### Work to complete
Reproduce word for word, from the entries below, the line with "let mut mapped", the line with "impl From<ApplicationError> for", and every line between them, and nothing more.

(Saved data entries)
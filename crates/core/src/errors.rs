use thiserror::Error;

use crate::domain::conversation::ConversationId;
use crate::workflow::TurnTransitionError;

#[derive(Clone, Debug, Error, PartialEq, Eq)]
pub enum DomainError {
    #[error(
        "conversation {conversation_id:?} turn out of order: expected {expected}, got {got}"
    )]
    TurnOutOfOrder { conversation_id: ConversationId, expected: u32, got: u32 },
    #[error(transparent)]
    TurnTransition(#[from] TurnTransitionError),
    #[error("domain invariant violation: {0}")]
    InvariantViolation(String),
}

#[derive(Clone, Debug, Error, PartialEq, Eq)]
pub enum ApplicationError {
    #[error(transparent)]
    Domain(#[from] DomainError),
    #[error("classification failed: {0}")]
    Classification(String),
    #[error("record not found: {0}")]
    RecordNotFound(String),
    #[error("external service unavailable: {0}")]
    ExternalServiceUnavailable(String),
    #[error("persistence failure: {0}")]
    Persistence(String),
    #[error("configuration failure: {0}")]
    Configuration(String),
}

#[derive(Clone, Debug, Error, PartialEq, Eq)]
pub enum InterfaceError {
    #[error("bad request: {message}")]
    BadRequest { message: String, correlation_id: String },
    #[error("service unavailable: {message}")]
    ServiceUnavailable { message: String, correlation_id: String },
    #[error("internal error: {message}")]
    Internal { message: String, correlation_id: String },
}

impl InterfaceError {
    pub fn user_message(&self) -> &'static str {
        match self {
            Self::BadRequest { .. } => {
                "The request could not be processed. Check inputs and try again."
            }
            Self::ServiceUnavailable { .. } => {
                "The service is temporarily unavailable. Please retry shortly."
            }
            Self::Internal { .. } => "An unexpected internal error occurred.",
        }
    }
}

impl ApplicationError {
    pub fn into_interface(self, correlation_id: impl Into<String>) -> InterfaceError {
        let correlation_id = correlation_id.into();
        let mut mapped = InterfaceError::from(self);
        match &mut mapped {
            InterfaceError::BadRequest { correlation_id: id, .. }
            | InterfaceError::ServiceUnavailable { correlation_id: id, .. }
            | InterfaceError::Internal { correlation_id: id, .. } => *id = correlation_id,
        }
        mapped
    }
}

impl From<ApplicationError> for InterfaceError {
    fn from(value: ApplicationError) -> Self {
        match value {
            ApplicationError::Domain(_) | ApplicationError::RecordNotFound(_) => Self::BadRequest {
                message: "domain validation failed".to_owned(),
                correlation_id: "unassigned".to_owned(),
            },
            ApplicationError::Classification(message)
            | ApplicationError::ExternalServiceUnavailable(message)
            | ApplicationError::Persistence(message) => {
                Self::ServiceUnavailable { message, correlation_id: "unassigned".to_owned() }
            }
            ApplicationError::Configuration(message) => {
                Self::Internal { message, correlation_id: "unassigned".to_owned() }
            }
        }
    }
}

### Answer box
        let mut mapped = InterfaceError::from(self);
        match &mut mapped {
            InterfaceError::BadRequest { correlation_id: id, .. }
            | InterfaceError::ServiceUnavailable { correlation_id: id, .. }
            | InterfaceError::Internal { correlation_id: id, .. } => *id = correlation_id,
        }
        mapped
    }
}

impl From<ApplicationError> for InterfaceError {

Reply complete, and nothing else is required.